By Bill Wine
KYW Newsradio 1060
PHILADELPHIA (CBS) -- Discoveries and rediscoveries abound in The Discoverers. Some are made by the characters in this bittersweet comedy, some by us.
Let's start with us.
On the surface, The Discoverers is yet another dysfunctional-family flick. But it feels so freshly observed, it seems highly original.
And the most prominent elements that we viewers rediscover and discover are the splendid talents of an underappreciated actor and a new-to-the-neighborhood actress.
The character actor is Griffin Dunne, a veteran of sixty-some movies whose most recent supporting role was as the disgraced alternative medicine doctor in Dallas Buyers Club and whose showiest starring vehicle was the lead in Martin Scorsese's 1985 comedy, After Hours.
The young actress matching him every step of the way is Madeleine Martin, most of whose credits so far are in television.
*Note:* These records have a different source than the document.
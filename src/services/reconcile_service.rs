use std::sync::Arc;

use serde::Serialize;
use tracing::{debug, info, warn};

use crate::{error::AppError, api::CourseApi};
use crate::fields::{ClassifiedEdits, classify};
use crate::models::{Course, CourseSetting, FieldMap, SettingState, SettingWrite};
use crate::services::merge::{merge_course, merge_setting};

#[derive(Debug, Clone, Copy, PartialEq, Eq, Serialize)]
#[serde(rename_all = "snake_case")]
pub enum SettingOutcome {
    Created,
    Updated,
}

#[derive(Debug, Clone, Default, PartialEq, Serialize)]
pub struct ReconcileOutcome {
    pub course_updated: bool,
    pub setting: Option<SettingOutcome>,
    pub course_fields: Vec<String>,
    pub setting_fields: Vec<String>,
}

impl ReconcileOutcome {
    pub fn is_noop(&self) -> bool {
        !self.course_updated && self.setting.is_none()
    }
}

/// What a save would write, before anything is sent.
#[derive(Debug, Clone, Default, PartialEq)]
pub struct ChangeSet {
    pub classified: ClassifiedEdits,
    pub course_changes: FieldMap,
}

impl ChangeSet {
    pub fn detect(baseline: &Course, edits: &FieldMap) -> Self {
        let classified = classify(edits);
        let course_changes = classified.course_changes(baseline);
        Self { classified, course_changes }
    }

    /// Diff test against the fetched course.
    pub fn has_course_changes(&self) -> bool {
        !self.course_changes.is_empty()
    }

    /// Presence test: any submitted settings field is a change.
    pub fn has_setting_changes(&self) -> bool {
        self.classified.has_setting_changes()
    }

    pub fn is_empty(&self) -> bool {
        !self.has_course_changes() && !self.has_setting_changes()
    }
}

/// Rolls an in-flight settings write back to its previous state when the
/// save ends without reaching `finish`, including when the future is dropped.
struct PendingWrite<'a> {
    state: &'a mut SettingState,
    armed: bool,
}

impl<'a> PendingWrite<'a> {
    fn new(state: &'a mut SettingState, armed: bool) -> Self {
        Self { state, armed }
    }

    fn state(&self) -> &SettingState {
        &*self.state
    }

    fn finish(mut self, apply: impl FnOnce(&mut SettingState)) {
        apply(&mut *self.state);
        self.armed = false;
    }
}

impl Drop for PendingWrite<'_> {
    fn drop(&mut self) {
        if self.armed {
            self.state.abort_write();
            debug!("settings write rolled back to {:?}", self.state);
        }
    }
}

enum SettingResult {
    Created(CourseSetting),
    Updated(FieldMap),
}

pub struct ReconcileService {
    api: Arc<dyn CourseApi>,
}

impl ReconcileService {
    pub fn new(api: Arc<dyn CourseApi>) -> Self {
        Self { api }
    }

    /// Diff, validate, dispatch and merge one save.
    ///
    /// `course` and `setting` are the last fetched baselines and receive the
    /// merged result. On any validation or network failure neither is changed.
    pub async fn reconcile(
        &self,
        course: &mut Course,
        setting: &mut SettingState,
        edits: &FieldMap,
    ) -> Result<ReconcileOutcome, AppError> {
        let changes = ChangeSet::detect(course, edits);
        if changes.is_empty() {
            debug!("Nothing to save for course {}", course.id);
            return Ok(ReconcileOutcome::default());
        }

        changes
            .classified
            .validate_subset(edits, &changes.course_changes)
            .into_result()?;

        let setting_write = if changes.has_setting_changes() {
            let write = setting.begin_write().ok_or_else(|| {
                AppError::Conflict("A settings save is already in progress".to_string())
            })?;
            Some(write)
        } else {
            None
        };

        let pending = PendingWrite::new(setting, setting_write.is_some());

        let course_id = course.id;
        info!(
            "Saving course {}: {} primary field(s), settings {:?}",
            course_id,
            changes.course_changes.len(),
            setting_write
        );

        let api = &self.api;
        let course_fields = &changes.course_changes;
        let setting_fields = &changes.classified.setting;

        let course_call = async {
            if course_fields.is_empty() {
                return Ok(None);
            }
            api.update_course(course_id, course_fields).await.map(Some)
        };
        let setting_call = async {
            match setting_write {
                Some(SettingWrite::Create) => api
                    .create_course_setting(course_id, setting_fields)
                    .await
                    .map(|created| Some(SettingResult::Created(created))),
                Some(SettingWrite::Update(id)) => api
                    .update_course_setting(id, setting_fields)
                    .await
                    .map(|echo| Some(SettingResult::Updated(echo))),
                None => Ok(None),
            }
        };

        let (course_echo, setting_result) = match tokio::try_join!(course_call, setting_call) {
            Ok(results) => results,
            Err(e) => {
                warn!("Save for course {} failed, nothing merged: {}", course_id, e);
                return Err(e);
            }
        };

        let mut outcome = ReconcileOutcome {
            course_fields: course_fields.keys().cloned().collect(),
            setting_fields: setting_fields.keys().cloned().collect(),
            ..Default::default()
        };

        if let Some(echo) = course_echo {
            *course = merge_course(course, course_fields, &echo);
            outcome.course_updated = true;
        }

        match setting_result {
            Some(SettingResult::Created(created)) => {
                info!("Created settings record {} for course {}", created.id, course_id);
                pending.finish(|state| state.finish_create(created));
                outcome.setting = Some(SettingOutcome::Created);
            }
            Some(SettingResult::Updated(echo)) => {
                if let SettingState::Updating(current) = pending.state() {
                    let merged = merge_setting(current, setting_fields, &echo);
                    pending.finish(|state| state.finish_update(merged));
                }
                outcome.setting = Some(SettingOutcome::Updated);
            }
            None => {}
        }

        Ok(outcome)
    }
}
They play kindred-spirit father and daughter in The Discoverers, providing the film with a sturdy emotional spine, and are both superb.
This is a modestly budgeted (and Kickstarter kickstarted) independent film that looks at family as a doubled-edge sword; that is, as the source of folks' strengths as well as the reason for their weaknesses.
Dunne plays Lewis Birch, a part-time history professor at a non-accredited Chicago community college (representing a severe academic fall from grace after the early promise he showed at a loftier university) who is working on a massive book (6,000 pages!) from which he has been invited to present some of his research findings at an upcoming conference in Portland, Ore.
Lewis has decided to use a road trip to the conference as an opportunity to bond with his two moody teenagers, 15-year-old Zoe (Ms. Martin) and 17-year-old Jack (Devon Graye) while his ex-wife honeymoons.
But then he receives word that his mother has passed away.
So, even though he has long been estranged from his parents, he and the kids head for his childhood home in Idaho, where they encounter Lewis's father, Stanley (Stuart Margolin), a grandfather Zoe and Jack don't even know.
But Stanley, now a widower, is in a catatonic state.
And as soon as we meet Stanley (between Lewis and whom there is no love lost or found), we realize that Lewis' academic life's work involves writing a revisionist history book that refutes all the historical "facts" that his Lewis-and-Clark-obsessed father believes in.
Stanley is a father, after all, who named Lewis and his brother for Lewis and Clark, and who participates in a historical reënactment hike of the Lewis and Clark Expedition, also known as the Corps of Discovery Expedition, every year.
Including this year, which is why Lewis and the kids discover themselves accompanying the grieving patriarch on the trek westward in period costumes, leaving their 21st-century devices and conveniences behind as they look after Stanley while reënacting the momentous 1804 expedition.
First-time writer-director Justin Schwarz takes a chance but gets by with his slightly convoluted premise, and he rights the ship by lending his low-key, character-driven piece abundant humor and pathos as the characters discover things not only about the early American explorers but insights about themselves and each other.
Dunne gives his lived-in protagonist an endearing, sad-sack charm as he struggles to control his frustration and maintain a measure of self-respect, while Martin's dry, deadpan delivery of her witty, compassionately cynical lines as the vegan feminist truth-teller seems to announce the arrival of a wonderfully idiosyncratic comic player.
It's the indelible twosome created by Dunne and Martin who contribute the edge and the heart that the understated journey needs to make us want to walk alongside it.
So we'll reënact 3 stars out of 4. The Discoverers is a delightful discovery.